■ **Assigned task**: Copy word for word the lines from the start of the records through the line that contains "rolling cycle anchored to", both included.

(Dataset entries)

+---+

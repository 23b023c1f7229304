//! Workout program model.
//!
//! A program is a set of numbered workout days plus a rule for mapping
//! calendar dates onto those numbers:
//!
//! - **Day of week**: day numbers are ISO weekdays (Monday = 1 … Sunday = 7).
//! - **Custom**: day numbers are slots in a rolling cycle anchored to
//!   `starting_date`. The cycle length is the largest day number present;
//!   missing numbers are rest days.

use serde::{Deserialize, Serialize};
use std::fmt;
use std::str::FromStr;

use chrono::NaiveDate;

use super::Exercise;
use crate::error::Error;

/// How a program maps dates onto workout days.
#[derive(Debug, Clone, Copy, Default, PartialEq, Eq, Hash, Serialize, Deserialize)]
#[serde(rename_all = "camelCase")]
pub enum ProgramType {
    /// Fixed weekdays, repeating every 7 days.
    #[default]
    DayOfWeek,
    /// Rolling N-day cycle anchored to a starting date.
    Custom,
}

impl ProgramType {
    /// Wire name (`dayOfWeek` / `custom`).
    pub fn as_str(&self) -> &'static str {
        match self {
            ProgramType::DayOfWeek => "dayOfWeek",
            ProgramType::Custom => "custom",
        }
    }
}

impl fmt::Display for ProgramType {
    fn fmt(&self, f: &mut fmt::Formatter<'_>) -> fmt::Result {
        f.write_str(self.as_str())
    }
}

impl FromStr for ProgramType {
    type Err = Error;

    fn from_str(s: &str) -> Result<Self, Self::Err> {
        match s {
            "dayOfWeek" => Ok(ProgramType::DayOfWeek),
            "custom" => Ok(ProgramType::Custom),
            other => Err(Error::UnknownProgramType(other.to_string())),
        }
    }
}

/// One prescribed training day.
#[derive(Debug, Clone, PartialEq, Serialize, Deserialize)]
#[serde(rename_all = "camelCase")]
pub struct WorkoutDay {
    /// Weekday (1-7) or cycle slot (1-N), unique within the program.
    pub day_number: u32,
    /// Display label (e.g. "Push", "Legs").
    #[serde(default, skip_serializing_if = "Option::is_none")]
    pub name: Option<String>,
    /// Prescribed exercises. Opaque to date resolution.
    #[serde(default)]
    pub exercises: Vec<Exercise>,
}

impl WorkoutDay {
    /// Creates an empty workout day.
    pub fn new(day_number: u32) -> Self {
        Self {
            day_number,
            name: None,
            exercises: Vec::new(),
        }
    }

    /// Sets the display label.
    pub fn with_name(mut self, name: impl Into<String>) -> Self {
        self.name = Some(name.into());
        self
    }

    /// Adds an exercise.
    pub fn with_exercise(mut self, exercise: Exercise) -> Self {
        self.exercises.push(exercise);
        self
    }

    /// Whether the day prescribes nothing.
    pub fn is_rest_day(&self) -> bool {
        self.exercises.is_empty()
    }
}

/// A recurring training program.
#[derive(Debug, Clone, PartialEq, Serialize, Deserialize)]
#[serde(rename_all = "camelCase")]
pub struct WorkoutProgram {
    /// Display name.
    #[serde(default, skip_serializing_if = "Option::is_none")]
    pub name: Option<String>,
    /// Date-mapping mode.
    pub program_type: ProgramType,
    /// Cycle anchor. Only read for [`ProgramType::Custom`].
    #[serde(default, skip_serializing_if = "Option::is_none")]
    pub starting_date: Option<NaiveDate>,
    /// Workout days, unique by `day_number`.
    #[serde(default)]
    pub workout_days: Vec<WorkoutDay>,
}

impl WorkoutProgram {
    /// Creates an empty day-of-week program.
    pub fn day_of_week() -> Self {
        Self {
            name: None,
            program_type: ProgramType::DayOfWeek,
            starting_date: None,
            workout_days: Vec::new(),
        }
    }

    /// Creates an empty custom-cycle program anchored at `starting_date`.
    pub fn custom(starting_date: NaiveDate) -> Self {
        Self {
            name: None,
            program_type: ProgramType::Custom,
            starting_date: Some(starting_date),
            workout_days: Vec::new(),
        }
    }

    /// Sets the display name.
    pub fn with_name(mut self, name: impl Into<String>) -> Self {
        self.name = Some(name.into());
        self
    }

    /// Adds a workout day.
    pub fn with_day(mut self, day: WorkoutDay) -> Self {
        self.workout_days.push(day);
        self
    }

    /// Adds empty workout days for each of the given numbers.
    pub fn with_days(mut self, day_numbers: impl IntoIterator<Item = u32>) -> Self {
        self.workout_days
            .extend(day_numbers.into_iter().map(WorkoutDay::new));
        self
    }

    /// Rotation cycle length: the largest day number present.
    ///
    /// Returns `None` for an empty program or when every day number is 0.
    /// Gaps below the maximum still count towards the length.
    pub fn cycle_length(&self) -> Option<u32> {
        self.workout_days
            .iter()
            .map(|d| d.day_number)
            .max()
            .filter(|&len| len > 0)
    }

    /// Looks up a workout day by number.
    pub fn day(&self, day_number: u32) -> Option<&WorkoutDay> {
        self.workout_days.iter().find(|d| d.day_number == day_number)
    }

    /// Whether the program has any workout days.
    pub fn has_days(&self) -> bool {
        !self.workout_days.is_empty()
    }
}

+---+

■ **Solution**:
repository 23b023c1f7229304
//! Workout program model.
//!
//! A program is a set of numbered workout days plus a rule for mapping
//! calendar dates onto those numbers:
//!
//! - **Day of week**: day numbers are ISO weekdays (Monday = 1 … Sunday = 7).
//! - **Custom**: day numbers are slots in a rolling cycle anchored to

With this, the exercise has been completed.